Output the data word for word. Begin at its first line and end at the line with "raised to 1.".

• _Records from a data collection_:
^^^^^^^^

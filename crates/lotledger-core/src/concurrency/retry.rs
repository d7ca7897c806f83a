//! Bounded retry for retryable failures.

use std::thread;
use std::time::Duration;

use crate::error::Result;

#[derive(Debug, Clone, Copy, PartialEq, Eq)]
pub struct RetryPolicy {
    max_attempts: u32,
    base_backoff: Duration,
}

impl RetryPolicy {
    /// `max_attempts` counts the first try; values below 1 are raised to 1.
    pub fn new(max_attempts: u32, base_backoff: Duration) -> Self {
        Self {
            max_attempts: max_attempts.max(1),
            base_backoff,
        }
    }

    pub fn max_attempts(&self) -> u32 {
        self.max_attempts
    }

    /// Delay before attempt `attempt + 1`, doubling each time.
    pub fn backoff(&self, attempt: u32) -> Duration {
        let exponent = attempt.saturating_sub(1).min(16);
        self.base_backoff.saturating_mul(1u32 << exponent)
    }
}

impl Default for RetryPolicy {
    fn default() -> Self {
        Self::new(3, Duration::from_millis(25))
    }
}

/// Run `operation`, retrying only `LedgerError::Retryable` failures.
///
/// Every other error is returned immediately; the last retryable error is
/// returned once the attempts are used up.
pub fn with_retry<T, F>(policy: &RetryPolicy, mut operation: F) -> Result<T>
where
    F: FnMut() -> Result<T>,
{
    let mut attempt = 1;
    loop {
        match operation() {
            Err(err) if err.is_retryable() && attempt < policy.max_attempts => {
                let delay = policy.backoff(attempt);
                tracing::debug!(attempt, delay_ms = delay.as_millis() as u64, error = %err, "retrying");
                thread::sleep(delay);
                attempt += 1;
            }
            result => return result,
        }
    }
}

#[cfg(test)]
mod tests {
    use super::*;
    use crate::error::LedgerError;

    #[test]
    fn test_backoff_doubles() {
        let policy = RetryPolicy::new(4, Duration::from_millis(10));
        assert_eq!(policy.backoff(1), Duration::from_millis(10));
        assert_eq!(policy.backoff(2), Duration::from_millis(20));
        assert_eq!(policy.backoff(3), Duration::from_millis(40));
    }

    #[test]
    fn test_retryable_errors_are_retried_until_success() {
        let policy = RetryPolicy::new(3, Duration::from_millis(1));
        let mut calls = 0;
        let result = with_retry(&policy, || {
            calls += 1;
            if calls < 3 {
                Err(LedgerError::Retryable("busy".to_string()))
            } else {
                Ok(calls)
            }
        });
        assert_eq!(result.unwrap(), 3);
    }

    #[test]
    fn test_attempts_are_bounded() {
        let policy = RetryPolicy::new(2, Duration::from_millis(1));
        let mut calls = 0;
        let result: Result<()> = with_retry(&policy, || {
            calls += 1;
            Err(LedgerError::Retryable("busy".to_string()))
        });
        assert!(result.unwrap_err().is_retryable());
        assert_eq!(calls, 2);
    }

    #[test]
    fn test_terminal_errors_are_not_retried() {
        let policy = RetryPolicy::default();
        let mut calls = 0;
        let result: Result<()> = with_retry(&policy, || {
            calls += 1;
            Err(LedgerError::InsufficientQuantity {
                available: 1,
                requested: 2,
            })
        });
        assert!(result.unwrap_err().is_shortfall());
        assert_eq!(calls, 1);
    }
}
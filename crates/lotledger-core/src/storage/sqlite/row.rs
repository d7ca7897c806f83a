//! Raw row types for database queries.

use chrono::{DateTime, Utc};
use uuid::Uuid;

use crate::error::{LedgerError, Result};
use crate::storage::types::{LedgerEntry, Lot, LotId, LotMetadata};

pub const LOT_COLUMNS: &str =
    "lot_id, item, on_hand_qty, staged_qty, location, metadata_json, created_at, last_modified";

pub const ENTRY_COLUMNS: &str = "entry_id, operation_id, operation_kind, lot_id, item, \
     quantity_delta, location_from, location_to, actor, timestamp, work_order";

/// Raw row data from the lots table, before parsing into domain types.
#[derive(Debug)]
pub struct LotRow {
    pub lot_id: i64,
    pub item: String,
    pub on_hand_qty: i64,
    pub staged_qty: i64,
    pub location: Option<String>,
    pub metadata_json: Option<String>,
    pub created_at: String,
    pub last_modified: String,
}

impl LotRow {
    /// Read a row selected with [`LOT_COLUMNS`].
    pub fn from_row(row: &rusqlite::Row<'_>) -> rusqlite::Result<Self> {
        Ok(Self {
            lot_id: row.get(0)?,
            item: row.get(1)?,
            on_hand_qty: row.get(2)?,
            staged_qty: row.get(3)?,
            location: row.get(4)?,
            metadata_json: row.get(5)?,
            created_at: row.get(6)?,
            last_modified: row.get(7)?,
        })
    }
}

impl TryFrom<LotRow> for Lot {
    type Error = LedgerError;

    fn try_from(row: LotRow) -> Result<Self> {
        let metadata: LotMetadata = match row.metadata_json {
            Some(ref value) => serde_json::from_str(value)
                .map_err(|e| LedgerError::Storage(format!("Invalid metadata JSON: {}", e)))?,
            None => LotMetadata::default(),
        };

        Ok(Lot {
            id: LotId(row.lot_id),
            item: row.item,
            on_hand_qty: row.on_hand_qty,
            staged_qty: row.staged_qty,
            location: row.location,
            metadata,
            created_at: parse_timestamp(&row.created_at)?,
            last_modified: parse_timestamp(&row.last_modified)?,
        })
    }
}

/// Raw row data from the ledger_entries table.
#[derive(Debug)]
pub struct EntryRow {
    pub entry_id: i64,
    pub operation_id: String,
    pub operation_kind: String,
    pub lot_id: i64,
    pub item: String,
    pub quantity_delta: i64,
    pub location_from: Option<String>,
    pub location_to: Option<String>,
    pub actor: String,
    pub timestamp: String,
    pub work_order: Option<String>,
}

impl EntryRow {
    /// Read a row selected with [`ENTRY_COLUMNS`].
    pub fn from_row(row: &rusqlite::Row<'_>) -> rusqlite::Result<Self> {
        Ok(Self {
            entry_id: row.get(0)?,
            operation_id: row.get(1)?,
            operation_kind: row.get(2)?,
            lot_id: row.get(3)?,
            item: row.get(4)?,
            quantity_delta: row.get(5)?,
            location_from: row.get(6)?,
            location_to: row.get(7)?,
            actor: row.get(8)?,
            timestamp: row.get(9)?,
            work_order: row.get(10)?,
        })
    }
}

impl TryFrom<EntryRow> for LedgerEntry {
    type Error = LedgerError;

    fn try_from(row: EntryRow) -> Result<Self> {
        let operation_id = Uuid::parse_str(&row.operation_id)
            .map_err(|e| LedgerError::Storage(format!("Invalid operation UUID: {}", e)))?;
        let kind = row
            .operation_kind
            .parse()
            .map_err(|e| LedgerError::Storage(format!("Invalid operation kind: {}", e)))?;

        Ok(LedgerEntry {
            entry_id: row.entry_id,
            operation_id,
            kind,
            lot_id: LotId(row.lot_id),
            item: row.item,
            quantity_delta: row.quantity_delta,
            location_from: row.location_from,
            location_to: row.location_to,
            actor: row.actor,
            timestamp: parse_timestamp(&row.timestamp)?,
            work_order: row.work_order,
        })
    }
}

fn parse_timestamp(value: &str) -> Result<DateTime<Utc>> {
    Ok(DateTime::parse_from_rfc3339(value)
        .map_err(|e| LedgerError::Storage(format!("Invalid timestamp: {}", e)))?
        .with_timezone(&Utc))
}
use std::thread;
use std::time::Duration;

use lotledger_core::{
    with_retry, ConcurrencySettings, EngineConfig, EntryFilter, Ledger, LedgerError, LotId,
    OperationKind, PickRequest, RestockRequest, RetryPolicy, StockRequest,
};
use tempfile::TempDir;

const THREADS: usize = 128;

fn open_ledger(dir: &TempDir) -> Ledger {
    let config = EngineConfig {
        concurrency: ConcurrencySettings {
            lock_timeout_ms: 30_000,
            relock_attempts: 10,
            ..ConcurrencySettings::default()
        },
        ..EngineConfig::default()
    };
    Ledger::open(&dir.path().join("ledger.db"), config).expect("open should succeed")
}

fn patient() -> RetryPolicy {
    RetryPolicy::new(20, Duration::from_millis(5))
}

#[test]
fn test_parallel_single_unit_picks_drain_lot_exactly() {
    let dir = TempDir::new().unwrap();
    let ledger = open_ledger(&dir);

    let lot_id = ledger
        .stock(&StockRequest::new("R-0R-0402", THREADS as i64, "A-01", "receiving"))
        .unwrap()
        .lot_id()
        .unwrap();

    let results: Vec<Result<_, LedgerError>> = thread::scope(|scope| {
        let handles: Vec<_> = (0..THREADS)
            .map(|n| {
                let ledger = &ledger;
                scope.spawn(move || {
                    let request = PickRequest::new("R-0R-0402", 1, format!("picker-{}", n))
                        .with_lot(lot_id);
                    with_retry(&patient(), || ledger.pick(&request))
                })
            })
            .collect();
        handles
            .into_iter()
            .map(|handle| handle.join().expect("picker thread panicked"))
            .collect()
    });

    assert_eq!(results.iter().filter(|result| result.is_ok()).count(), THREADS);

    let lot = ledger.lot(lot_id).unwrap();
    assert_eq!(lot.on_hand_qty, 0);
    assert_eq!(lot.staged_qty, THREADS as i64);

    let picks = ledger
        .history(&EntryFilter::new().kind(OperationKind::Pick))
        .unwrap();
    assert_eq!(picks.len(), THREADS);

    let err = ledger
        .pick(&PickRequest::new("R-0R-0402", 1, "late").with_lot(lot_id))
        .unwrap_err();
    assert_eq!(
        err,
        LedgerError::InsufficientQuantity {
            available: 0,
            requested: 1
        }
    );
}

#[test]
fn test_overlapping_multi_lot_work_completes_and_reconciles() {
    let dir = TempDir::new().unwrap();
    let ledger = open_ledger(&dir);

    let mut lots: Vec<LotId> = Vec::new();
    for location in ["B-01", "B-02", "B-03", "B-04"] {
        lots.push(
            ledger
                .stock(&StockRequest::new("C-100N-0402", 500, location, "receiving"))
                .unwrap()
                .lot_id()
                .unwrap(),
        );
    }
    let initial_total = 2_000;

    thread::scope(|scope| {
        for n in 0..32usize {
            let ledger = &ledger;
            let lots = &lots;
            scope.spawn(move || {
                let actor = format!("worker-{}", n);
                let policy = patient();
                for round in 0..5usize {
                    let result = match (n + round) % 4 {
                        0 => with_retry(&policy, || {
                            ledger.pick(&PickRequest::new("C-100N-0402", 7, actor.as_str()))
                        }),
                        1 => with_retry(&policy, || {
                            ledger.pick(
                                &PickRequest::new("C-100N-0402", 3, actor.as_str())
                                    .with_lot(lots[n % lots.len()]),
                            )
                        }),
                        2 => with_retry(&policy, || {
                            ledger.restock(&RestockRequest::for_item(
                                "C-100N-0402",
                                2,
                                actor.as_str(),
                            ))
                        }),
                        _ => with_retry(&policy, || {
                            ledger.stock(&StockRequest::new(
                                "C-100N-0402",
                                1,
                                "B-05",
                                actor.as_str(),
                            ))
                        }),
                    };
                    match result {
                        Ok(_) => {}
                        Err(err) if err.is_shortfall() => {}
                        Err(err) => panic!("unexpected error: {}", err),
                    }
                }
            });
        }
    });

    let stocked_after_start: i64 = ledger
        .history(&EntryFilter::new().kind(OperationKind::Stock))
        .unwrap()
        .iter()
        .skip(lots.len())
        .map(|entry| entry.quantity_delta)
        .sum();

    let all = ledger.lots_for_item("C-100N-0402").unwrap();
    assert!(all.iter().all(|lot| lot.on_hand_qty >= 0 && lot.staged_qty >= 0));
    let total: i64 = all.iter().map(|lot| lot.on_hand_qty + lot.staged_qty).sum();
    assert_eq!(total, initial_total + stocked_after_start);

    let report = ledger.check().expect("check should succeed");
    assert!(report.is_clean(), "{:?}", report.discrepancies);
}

^^^^^^^^

• _Answer below_:
filename crates/lotledger-core/src/concurrency/retry.rs
repository d7ca7897c806f83a
//! Bounded retry for retryable failures.

use std::thread;
use std::time::Duration;

use crate::error::Result;

#[derive(Debug, Clone, Copy, PartialEq, Eq)]
pub struct RetryPolicy {
    max_attempts: u32,
    base_backoff: Duration,
}

impl RetryPolicy {
    /// `max_attempts` counts the first try; values below 1 are raised to 1.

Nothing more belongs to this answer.